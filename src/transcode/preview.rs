//! Short mp3 previews of a source at a given compression setting.
//!
//! Previews are keyed by `(source stem, fingerprint)` and live in the preview
//! directory until [`Transcoder::clear_previews`] removes them. An existing file
//! is always a cache hit unless `revalidate_previews` is set and the source has
//! been modified after the preview was written.

use std::path::Path;

use super::{Compression, Transcoder};
use crate::tools::Invocation;
use crate::utils::{file_stem, short_random_suffix, validate_file_name};
use crate::{AudioToolError, Result};

/// Default preview length in seconds
pub const PREVIEW_SECONDS: u32 = 15;

const PARTIAL_SUFFIX: &str = "part";

/// Cache key for a compression setting
pub fn fingerprint(compression: &Compression) -> String {
    match compression {
        Compression::Bitrate(kbps) => kbps.to_string(),
        Compression::TargetSize(mb) => mb.to_string(),
        Compression::Default => "default".to_string(),
    }
}

pub fn preview_file_name(source_name: &str, compression: &Compression) -> String {
    format!(
        "{}_preview_{}.mp3",
        file_stem(source_name),
        fingerprint(compression)
    )
}

impl Transcoder {
    /// Name of a preview of `source_name` in the preview directory, encoding it on first request
    pub async fn generate_preview(&self, source_name: &str, compression: Compression) -> Result<String> {
        validate_file_name(source_name)?;
        compression.validate()?;

        let dirs = self.dirs();
        let source = dirs.downloads.join(source_name);
        let file_name = preview_file_name(source_name, &compression);
        let output = dirs.previews.join(&file_name);

        if output.is_file() {
            if self.revalidate_previews && is_stale(&source, &output) {
                tracing::info!("Source changed since {} was written, regenerating", file_name);
            } else {
                tracing::debug!("Preview cache hit: {}", file_name);
                return Ok(file_name);
            }
        }

        if !source.is_file() {
            return Err(AudioToolError::NotFound(source_name.to_string()));
        }

        fs_err::create_dir_all(&dirs.previews)?;

        let kbps = self.resolve_bitrate(compression, &source).await?;
        // One partial per run: identical requests in flight never share a file,
        // and whichever rename lands last is the cached preview.
        let partial = output.with_extension(format!("mp3.{}.{PARTIAL_SUFFIX}", short_random_suffix()));

        let invocation = Invocation::new("ffmpeg", &self.ffmpeg)
            .args(["-hide_banner", "-nostdin", "-y", "-ss", "0", "-i"])
            .arg(source.to_string_lossy())
            .arg("-t")
            .arg(self.preview_seconds.to_string())
            .args(["-vn", "-c:a", "libmp3lame", "-b:a"])
            .arg(format!("{kbps}k"))
            .args(["-f", "mp3"])
            .arg(partial.to_string_lossy());

        tracing::info!("Generating preview {} at {}k", file_name, kbps);

        if let Err(e) = self.run_ffmpeg(&invocation).await {
            if partial.exists() {
                let _ = fs_err::remove_file(&partial);
            }
            return Err(e);
        }

        if let Err(e) = fs_err::rename(&partial, &output) {
            let _ = fs_err::remove_file(&partial);
            return Err(e.into());
        }
        Ok(file_name)
    }

    /// Delete cached previews, all of them or only those of `source_name`.
    /// Returns how many files were removed.
    pub async fn clear_previews(&self, source_name: Option<&str>) -> Result<usize> {
        let dir = &self.dirs().previews;
        if !dir.is_dir() {
            return Ok(0);
        }

        let prefix = match source_name {
            Some(name) => {
                validate_file_name(name)?;
                Some(format!("{}_preview_", file_stem(name)))
            }
            None => None,
        };

        let mut removed = 0;
        for entry in fs_err::read_dir(dir)? {
            let entry = entry?;
            if !entry.file_type()?.is_file() {
                continue;
            }
            let name = entry.file_name().to_string_lossy().into_owned();
            let matches = match &prefix {
                Some(prefix) => name.starts_with(prefix.as_str()),
                None => true,
            };
            if matches {
                fs_err::remove_file(entry.path())?;
                removed += 1;
            }
        }

        tracing::info!("Removed {} cached previews", removed);
        Ok(removed)
    }
}

fn is_stale(source: &Path, preview: &Path) -> bool {
    let modified = |path: &Path| path.metadata().and_then(|m| m.modified()).ok();
    match (modified(source), modified(preview)) {
        (Some(source), Some(preview)) => source > preview,
        _ => false,
    }
}

#[cfg(test)]
mod tests {
    use super::*;
    use crate::config::TranscodeConfig;
    use crate::config::StorageDirs;
    use crate::tools::{MockToolRunner, ToolOutput, ToolRunner, Toolset};
    use crate::transcode::tests::{probe_json, setup, transcoder, transcoder_with};
    use std::sync::atomic::{AtomicUsize, Ordering};
    use std::sync::Arc;
    use std::time::{Duration, SystemTime};

    fn preview_dir_entries(dirs: &StorageDirs) -> Vec<String> {
        let mut names: Vec<String> = fs_err::read_dir(&dirs.previews)
            .unwrap()
            .map(|entry| entry.unwrap().file_name().to_string_lossy().into_owned())
            .collect();
        names.sort();
        names
    }

    /// The first encode stalls until a later one has already finished
    struct StaggeredRunner {
        calls: AtomicUsize,
    }

    #[async_trait::async_trait]
    impl ToolRunner for StaggeredRunner {
        async fn run(&self, invocation: &Invocation) -> Result<ToolOutput> {
            let call = self.calls.fetch_add(1, Ordering::SeqCst);
            let out = invocation.args.last().unwrap().clone();
            if call == 0 {
                tokio::time::sleep(Duration::from_millis(200)).await;
                fs_err::write(&out, b"slow").unwrap();
            } else {
                fs_err::write(&out, b"fast").unwrap();
            }
            Ok(ToolOutput::success(""))
        }
    }

    fn encode_preview(inv: &Invocation) -> Result<ToolOutput> {
        fs_err::write(inv.args.last().unwrap(), b"preview").unwrap();
        Ok(ToolOutput::success(""))
    }

    #[test]
    fn test_fingerprint() {
        assert_eq!(fingerprint(&Compression::Bitrate(128)), "128");
        assert_eq!(fingerprint(&Compression::TargetSize(9.0)), "9");
        assert_eq!(fingerprint(&Compression::TargetSize(2.5)), "2.5");
        assert_eq!(fingerprint(&Compression::Default), "default");
        assert_eq!(
            preview_file_name("song.mp3", &Compression::Bitrate(128)),
            "song_preview_128.mp3"
        );
    }

    #[tokio::test]
    async fn test_second_request_is_a_cache_hit() {
        let (_root, dirs) = setup();
        fs_err::write(dirs.downloads.join("song.mp3"), b"audio").unwrap();

        let mut runner = MockToolRunner::new();
        runner.expect_run().times(1).returning(|inv| {
            assert_eq!(inv.value_of("-t"), Some("15"));
            assert_eq!(inv.value_of("-b:a"), Some("128k"));
            encode_preview(inv)
        });

        let transcoder = transcoder(runner, dirs.clone());
        let first = transcoder
            .generate_preview("song.mp3", Compression::Bitrate(128))
            .await
            .unwrap();
        let second = transcoder
            .generate_preview("song.mp3", Compression::Bitrate(128))
            .await
            .unwrap();

        assert_eq!(first, "song_preview_128.mp3");
        assert_eq!(first, second);
        assert_eq!(preview_dir_entries(&dirs), ["song_preview_128.mp3"]);
    }

    #[tokio::test]
    async fn test_different_settings_get_different_previews() {
        let (_root, dirs) = setup();
        fs_err::write(dirs.downloads.join("song.wav"), b"audio").unwrap();

        let mut runner = MockToolRunner::new();
        runner.expect_run().times(3).returning(|inv| match inv.tool {
            "ffprobe" => Ok(ToolOutput::success(probe_json(300.0))),
            _ => encode_preview(inv),
        });

        let transcoder = transcoder(runner, dirs);
        let by_size = transcoder
            .generate_preview("song.wav", Compression::TargetSize(9.0))
            .await
            .unwrap();
        let by_default = transcoder
            .generate_preview("song.wav", Compression::Default)
            .await
            .unwrap();

        assert_eq!(by_size, "song_preview_9.mp3");
        assert_eq!(by_default, "song_preview_default.mp3");
    }

    #[tokio::test]
    async fn test_failed_encode_leaves_no_cache_entry() {
        let (_root, dirs) = setup();
        fs_err::write(dirs.downloads.join("song.mp3"), b"audio").unwrap();

        let mut runner = MockToolRunner::new();
        let mut attempts = 0;
        runner.expect_run().times(2).returning(move |inv| {
            attempts += 1;
            if attempts == 1 {
                fs_err::write(inv.args.last().unwrap(), b"half").unwrap();
                Ok(ToolOutput::failure(1, "Conversion failed!"))
            } else {
                encode_preview(inv)
            }
        });

        let transcoder = transcoder(runner, dirs.clone());
        let err = transcoder
            .generate_preview("song.mp3", Compression::Bitrate(96))
            .await
            .unwrap_err();
        assert!(matches!(err, AudioToolError::SubprocessFailure { .. }));
        assert!(preview_dir_entries(&dirs).is_empty());

        // the retry encodes again instead of hitting a half-written file
        transcoder
            .generate_preview("song.mp3", Compression::Bitrate(96))
            .await
            .unwrap();
    }

    #[tokio::test]
    async fn test_identical_requests_in_flight_both_succeed() {
        let (_root, dirs) = setup();
        fs_err::write(dirs.downloads.join("song.mp3"), b"audio").unwrap();

        let runner = StaggeredRunner {
            calls: AtomicUsize::new(0),
        };
        let transcoder = Transcoder::new(
            Arc::new(runner),
            &Toolset::from_path(),
            dirs.clone(),
            &TranscodeConfig::default(),
        );

        let (slow, fast) = tokio::join!(
            transcoder.generate_preview("song.mp3", Compression::Bitrate(128)),
            transcoder.generate_preview("song.mp3", Compression::Bitrate(128)),
        );

        assert_eq!(slow.unwrap(), "song_preview_128.mp3");
        assert_eq!(fast.unwrap(), "song_preview_128.mp3");
        // the run that finished last owns the cached file, and no partials remain
        assert_eq!(preview_dir_entries(&dirs), ["song_preview_128.mp3"]);
        assert_eq!(fs_err::read(dirs.previews.join("song_preview_128.mp3")).unwrap(), b"slow");
    }

    #[tokio::test]
    async fn test_missing_source_is_not_found() {
        let (_root, dirs) = setup();
        let transcoder = transcoder(MockToolRunner::new(), dirs);
        let err = transcoder
            .generate_preview("nope.mp3", Compression::Default)
            .await
            .unwrap_err();
        assert!(matches!(err, AudioToolError::NotFound(_)));
    }

    #[tokio::test]
    async fn test_revalidation_regenerates_stale_preview() {
        let (_root, dirs) = setup();
        let source = dirs.downloads.join("song.mp3");
        fs_err::write(&source, b"audio").unwrap();
        fs_err::create_dir_all(&dirs.previews).unwrap();
        let cached = dirs.previews.join("song_preview_128.mp3");
        fs_err::write(&cached, b"old preview").unwrap();

        let past = SystemTime::now() - Duration::from_secs(3600);
        std::fs::File::options()
            .write(true)
            .open(&cached)
            .unwrap()
            .set_modified(past)
            .unwrap();

        let mut runner = MockToolRunner::new();
        runner.expect_run().times(1).returning(encode_preview);

        let settings = TranscodeConfig {
            revalidate_previews: true,
            ..TranscodeConfig::default()
        };
        let transcoder = transcoder_with(runner, dirs, &settings);
        transcoder
            .generate_preview("song.mp3", Compression::Bitrate(128))
            .await
            .unwrap();
        assert_eq!(fs_err::read(&cached).unwrap(), b"preview");
    }

    #[tokio::test]
    async fn test_stale_preview_is_kept_by_default() {
        let (_root, dirs) = setup();
        fs_err::write(dirs.downloads.join("song.mp3"), b"audio").unwrap();
        fs_err::create_dir_all(&dirs.previews).unwrap();
        fs_err::write(dirs.previews.join("song_preview_128.mp3"), b"old preview").unwrap();

        let transcoder = transcoder(MockToolRunner::new(), dirs);
        let name = transcoder
            .generate_preview("song.mp3", Compression::Bitrate(128))
            .await
            .unwrap();
        assert_eq!(name, "song_preview_128.mp3");
    }

    #[tokio::test]
    async fn test_clear_previews() {
        let (_root, dirs) = setup();
        fs_err::create_dir_all(&dirs.previews).unwrap();
        for name in ["a_preview_128.mp3", "a_preview_default.mp3", "b_preview_9.mp3"] {
            fs_err::write(dirs.previews.join(name), b"p").unwrap();
        }

        let transcoder = transcoder(MockToolRunner::new(), dirs.clone());
        assert_eq!(transcoder.clear_previews(Some("a.mp3")).await.unwrap(), 2);
        assert!(dirs.previews.join("b_preview_9.mp3").exists());
        assert_eq!(transcoder.clear_previews(None).await.unwrap(), 1);
        assert_eq!(transcoder.clear_previews(None).await.unwrap(), 0);
    }
}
= = =
Description of the task >>
Above are the entries; copy out every line among them that contains the word "finished".

Result of this task >>
    /// The first encode stalls until a later one has already finished
        // the run that finished last owns the cached file, and no partials remain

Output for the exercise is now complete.